* _Task_: Scan the records for the word "RwLock". Report each line where it occurs.

>>

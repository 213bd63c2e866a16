//! The ledger collaborator: account reads and change subscriptions.
//!
//! Transport, retries and confirmation live behind these traits; the codec only sees bytes.

use std::{
    collections::HashMap,
    sync::{Arc, Mutex, RwLock},
};

use anchor_lang::prelude::Pubkey;
use log::{debug, trace};

use crate::{
    config::Commitment,
    error::{PollClientError, Result},
    state::{AccountLayout, AccountSnapshot},
};

/// Invoked after the data stored at a subscribed address changed. Carries no payload;
/// the receiver re-reads the account.
pub type ChangeCallback = Arc<dyn Fn() + Send + Sync + 'static>;

pub trait AccountReader {
    /// Raw account data, or `None` when nothing has been created at `address` yet.
    fn get_account_data(&self, address: &Pubkey, commitment: Commitment)
        -> Result<Option<Vec<u8>>>;
}

pub trait AccountSubscriber {
    /// Registers `callback` for every observed change of `address`, for the lifetime of the
    /// subscriber.
    fn on_account_change(&self, address: &Pubkey, callback: ChangeCallback) -> Result<()>;
}

/// Reads `address` and decodes it as `T`.
pub fn fetch_account<T, R>(
    reader: &R,
    address: &Pubkey,
    commitment: Commitment,
) -> Result<AccountSnapshot<T>>
where
    T: AccountLayout,
    R: AccountReader + ?Sized,
{
    let data = reader.get_account_data(address, commitment)?;
    if data.is_none() {
        debug!("{} account {} not created yet", T::NAME, address);
    }
    T::decode(data.as_deref()).map(AccountSnapshot::from_decoded)
}

/// An in-process ledger holding raw account data, for tests and local tooling.
///
/// Writes notify subscribers of the written address synchronously, on the writer's thread.
#[derive(Default)]
pub struct MemoryLedger {
    accounts: RwLock<HashMap<Pubkey, Vec<u8>>>,
    subscribers: Mutex<HashMap<Pubkey, Vec<ChangeCallback>>>,
}

impl MemoryLedger {
    pub fn new() -> Self {
        Self::default()
    }

    pub fn set_account(&self, address: Pubkey, data: Vec<u8>) -> Result<()> {
        self.accounts
            .write()
            .map_err(|_| poisoned())?
            .insert(address, data);
        self.notify(&address)
    }

    pub fn remove_account(&self, address: &Pubkey) -> Result<Option<Vec<u8>>> {
        let removed = self
            .accounts
            .write()
            .map_err(|_| poisoned())?
            .remove(address);
        if removed.is_some() {
            self.notify(address)?;
        }
        Ok(removed)
    }

    pub fn subscriber_count(&self, address: &Pubkey) -> Result<usize> {
        Ok(self
            .subscribers
            .lock()
            .map_err(|_| poisoned())?
            .get(address)
            .map_or(0, Vec::len))
    }

    fn notify(&self, address: &Pubkey) -> Result<()> {
        // Clone the callbacks out so they can read the ledger without holding the lock.
        let callbacks = self
            .subscribers
            .lock()
            .map_err(|_| poisoned())?
            .get(address)
            .cloned()
            .unwrap_or_default();
        trace!("{} change callback(s) for {}", callbacks.len(), address);
        for callback in callbacks {
            callback();
        }
        Ok(())
    }
}

impl AccountReader for MemoryLedger {
    fn get_account_data(
        &self,
        address: &Pubkey,
        _commitment: Commitment,
    ) -> Result<Option<Vec<u8>>> {
        Ok(self
            .accounts
            .read()
            .map_err(|_| poisoned())?
            .get(address)
            .cloned())
    }
}

impl AccountSubscriber for MemoryLedger {
    fn on_account_change(&self, address: &Pubkey, callback: ChangeCallback) -> Result<()> {
        self.subscribers
            .lock()
            .map_err(|_| poisoned())?
            .entry(*address)
            .or_default()
            .push(callback);
        Ok(())
    }
}

fn poisoned() -> PollClientError {
    PollClientError::Ledger("memory ledger lock poisoned".to_string())
}

#[cfg(test)]
mod tests {
    use std::sync::atomic::{AtomicUsize, Ordering};

    use super::*;
    use crate::state::PollCount;

    #[test]
    fn test_fetch_absent_and_ready() {
        let ledger = MemoryLedger::new();
        let address = Pubkey::new_unique();
        assert_eq!(
            fetch_account::<PollCount, _>(&ledger, &address, Commitment::Confirmed),
            Ok(AccountSnapshot::NotCreated)
        );
        ledger.set_account(address, vec![1, 3, 250]).unwrap();
        assert_eq!(
            fetch_account::<PollCount, _>(&ledger, &address, Commitment::Confirmed)
                .unwrap()
                .ready()
                .map(|count| count.count),
            Some(3)
        );
    }

    #[test]
    fn test_fetch_malformed() {
        let ledger = MemoryLedger::new();
        let address = Pubkey::new_unique();
        ledger.set_account(address, vec![1]).unwrap();
        assert!(matches!(
            fetch_account::<PollCount, _>(&ledger, &address, Commitment::Confirmed),
            Err(PollClientError::MalformedAccount { .. })
        ));
    }

    #[test]
    fn test_writes_notify_subscribers() {
        let ledger = MemoryLedger::new();
        let watched = Pubkey::new_unique();
        let calls = Arc::new(AtomicUsize::new(0));
        let counter = Arc::clone(&calls);
        ledger
            .on_account_change(
                &watched,
                Arc::new(move || {
                    counter.fetch_add(1, Ordering::SeqCst);
                }),
            )
            .unwrap();

        ledger.set_account(watched, vec![0]).unwrap();
        ledger.set_account(Pubkey::new_unique(), vec![0]).unwrap();
        ledger.remove_account(&watched).unwrap();
        ledger.remove_account(&watched).unwrap();
        assert_eq!(calls.load(Ordering::SeqCst), 2);
        assert_eq!(ledger.subscriber_count(&watched), Ok(1));
    }

    #[test]
    fn test_poisoned_subscribers_reported() {
        let ledger = Arc::new(MemoryLedger::new());
        let holder = Arc::clone(&ledger);
        let joined = std::thread::spawn(move || {
            let _guard = holder.subscribers.lock().unwrap();
            panic!("poison the subscriber lock");
        })
        .join();
        assert!(joined.is_err());
        assert!(matches!(
            ledger.subscriber_count(&Pubkey::new_unique()),
            Err(PollClientError::Ledger(_))
        ));
    }
}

<<

* _Solution to the problem_:
    sync::{Arc, Mutex, RwLock},
    accounts: RwLock<HashMap<Pubkey, Vec<u8>>>,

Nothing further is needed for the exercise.